It is the law that a violation of a statute or ordinance is evidence of negligence. We need cite only a few of the decisions. Wright v. Malden & Melrose Railroad, 4 Allen, 283, 290. McDonald v. Snelling, 14 Allen, 290. Berdos v. Tremont & Suffolk Mills, 209 Mass. 489. Gordon v. Bedard, 265 Mass. 408. Guinan v. Famous Players-Lasky Corp. 267 Mass. 501. Rea v. Checker Taxi Co. 272 Mass. 510. Equally clearly, it is established that such evidence does not make out actionable negligence, unless the violation can be shown to have been actually a proximate cause contributing to the injury suffered. Newcomb v. Boston Protective Department, 146 Mass. 596. Falk v. Finkelman, 268 Mass. 524. If there was evidence which would sustain a verdict against the defendant for negligence, then, whether that- negligence arose simply from the violation of a legal requirement or from other negligent conduct, the plaintiff was entitled to" have the jury pass upon the issue, unless the negligent act bore no causal connection with the accident, or unless his own lack of due care contributed to his injury.

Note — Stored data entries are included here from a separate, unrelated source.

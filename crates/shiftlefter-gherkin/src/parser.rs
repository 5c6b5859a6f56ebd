//! Error-recovering recursive descent parser.
//!
//! The parser consumes a token vector and never fails: a line that cannot be
//! placed is reported as an [`ParseErrorKind::UnexpectedToken`] and skipped,
//! so one bad line costs one error and the rest of the document still parses.
//! Errors are sorted by location before they are returned.
//!
//! Parsing depends only on the token shape, so callers may filter or mutate a
//! token stream and parse it again.

use std::mem;

use log::debug;

use crate::ast::{
    Background, Blank, Comment, DataTable, Docstring, Examples, Feature, FeatureChild, MacroStep,
    Node, Rule, RuleChild, Scenario, ScenarioOutline, Step, StepArgument, StepNode, TableCell,
    TableRow, Tag,
};
use crate::config::GherkinConfig;
use crate::dialect;
use crate::error::{ParseError, ParseErrorKind, sort_errors};
use crate::keyword::StepKeyword;
use crate::lexer::lex_with;
use crate::location::{Location, Span};
use crate::token::{Fence, Token, TokenKind};

/// Output of a parse: the best-effort AST, every error found, the token
/// vector the spans refer to, and the file's comments.
#[derive(Debug, Clone, PartialEq, Eq, serde::Serialize)]
pub struct ParseResult {
    /// Top-level nodes: the feature plus comments and blanks outside it.
    pub ast: Vec<Node>,
    /// Errors sorted by location.
    pub errors: Vec<ParseError>,
    /// The parsed tokens; node spans index into this vector.
    pub tokens: Vec<Token>,
    /// Every comment line in source order.
    pub comments: Vec<Comment>,
}

impl ParseResult {
    /// Whether parsing produced no errors.
    #[must_use]
    pub fn is_clean(&self) -> bool {
        self.errors.is_empty()
    }

    /// The first feature in the document.
    #[must_use]
    pub fn feature(&self) -> Option<&Feature> {
        self.features().next()
    }

    /// Every feature node, including duplicates kept for diagnostics.
    pub fn features(&self) -> impl Iterator<Item = &Feature> {
        self.ast.iter().filter_map(|node| match node {
            Node::Feature(feature) => Some(feature),
            _ => None,
        })
    }

    /// Rebuild the exact source covered by `span`.
    #[must_use]
    pub fn source_text(&self, span: Span) -> String {
        span.source_text(&self.tokens)
    }
}
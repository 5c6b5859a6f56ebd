//! Errors reported by macro expansion and pickle generation.
//!
//! Both kinds are data: they travel next to the best-effort output rather
//! than aborting it.

use serde::Serialize;
use shiftlefter_gherkin::Location;
use thiserror::Error;

/// A macro call that could not be expanded.
#[derive(Debug, Clone, PartialEq, Eq, Error, Serialize)]
#[serde(tag = "type", rename_all = "kebab-case")]
pub enum MacroError {
    /// No registry entry exists for the key.
    #[error("({location}): unresolved macro '{key}'")]
    UnresolvedMacro {
        /// Key the call asked for.
        key: String,
        /// Location of the call.
        location: Location,
    },
}

impl MacroError {
    /// Location of the offending call.
    #[must_use]
    pub const fn location(&self) -> Location {
        match self {
            Self::UnresolvedMacro { location, .. } => *location,
        }
    }
}

/// A defect that turned a pickle into a stub.
#[derive(Debug, Clone, PartialEq, Eq, Error, Serialize)]
#[serde(tag = "type", rename_all = "kebab-case")]
pub enum PickleError {
    /// The scenario still contains a macro call after expansion.
    #[error("({location}): unresolved macro '{key}' in pickle {pickle_id}")]
    UnresolvedMacro {
        /// Key of the unexpanded call.
        key: String,
        /// Location of the call.
        location: Location,
        /// Pickle that was stubbed.
        pickle_id: String,
    },
    /// An Examples row does not have as many cells as its header.
    #[error(
        "({location}): examples row has {found} cells but the header has {expected} \
         in pickle {pickle_id}"
    )]
    InconsistentCellCount {
        /// Header cell count.
        expected: usize,
        /// Row cell count.
        found: usize,
        /// Location of the row.
        location: Location,
        /// Pickle that was stubbed.
        pickle_id: String,
    },
}

impl PickleError {
    /// Location of the offending step or row.
    #[must_use]
    pub const fn location(&self) -> Location {
        match self {
            Self::UnresolvedMacro { location, .. }
            | Self::InconsistentCellCount { location, .. } => *location,
        }
    }

    /// Identifier of the stubbed pickle.
    #[must_use]
    pub fn pickle_id(&self) -> &str {
        match self {
            Self::UnresolvedMacro { pickle_id, .. }
            | Self::InconsistentCellCount { pickle_id, .. } => pickle_id,
        }
    }
}
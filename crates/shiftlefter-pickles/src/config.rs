//! Pickle generation settings.

use serde::{Deserialize, Serialize};
use shiftlefter_gherkin::GherkinConfig;

/// URI used when the caller does not name the source.
pub const DEFAULT_SOURCE_URI: &str = "in-memory.feature";

/// Settings for [`crate::compile`] and [`crate::pickles_with`].
#[derive(Debug, Clone, PartialEq, Eq, Serialize, Deserialize)]
pub struct PickleConfig {
    /// URI stamped into every pickle and used as the identifier prefix.
    pub source_uri: String,
    /// Lexer and parser settings used by [`crate::compile`].
    pub gherkin: GherkinConfig,
}

impl Default for PickleConfig {
    fn default() -> Self {
        Self::new(DEFAULT_SOURCE_URI)
    }
}

impl PickleConfig {
    /// Configuration for the given source URI with default parser settings.
    #[must_use]
    pub fn new(source_uri: impl Into<String>) -> Self {
        Self {
            source_uri: source_uri.into(),
            gherkin: GherkinConfig::default(),
        }
    }

    /// Replace the parser settings.
    #[must_use]
    pub fn with_gherkin(mut self, gherkin: GherkinConfig) -> Self {
        self.gherkin = gherkin;
        self
    }
}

If other happenings cause or contribute toward the injury or intervene between the violation and the injury, as was said in McDonald v. Snelling, 14 Allen, 290, 296, “ It is clear from numerous authorities that the mere circumstance that there have intervened, between the wrongful cause and the injurious consequence, acts produced by the volition of animals or of human beings, does not necessarily make the result so remote that no action can be maintained. The test is to be found, not in the number of intervening events or agents, but in their character, and in the natural and probable connection between the wrong done and the injurious conse*362quence. So long as it affirmatively appears that the mischief is attributable to the negligence as a result which might reasonably have been foreseen as probable, the legal liability continues.” Foster, J., stated, further, at page 295: “ This is not an impracticable or unlimited sphere of accountability, extending indefinitely to all possible contingent consequences. An action can be maintained only where there is shown to be, first, a misfeasance or negligence in some particular as to which there was a duty towards the party injured or the community generally; and, secondly, where it is apparent that the harm to the person or property of another which has actually ensued was reasonably likely to ensue from the act or omission complained of.” A duty to the plaintiff as one of the community was created by the ordinance. The general rule of civil liability for infractions of a penal statute is stated in Berdos v. Tremont & Suffolk Mills, 209 Mass. 489, at page 492: “. . . a violation of a duty created by statute, resulting in damage to one of the class for whose benefit the duty was established, confers a right of action upon the injured person ... It is not enough for a plaintiff to prove a violation of a statute concurrent with his injury, but he must go further and show that a condition to which the statute directly relates has a causal connection with his injury.”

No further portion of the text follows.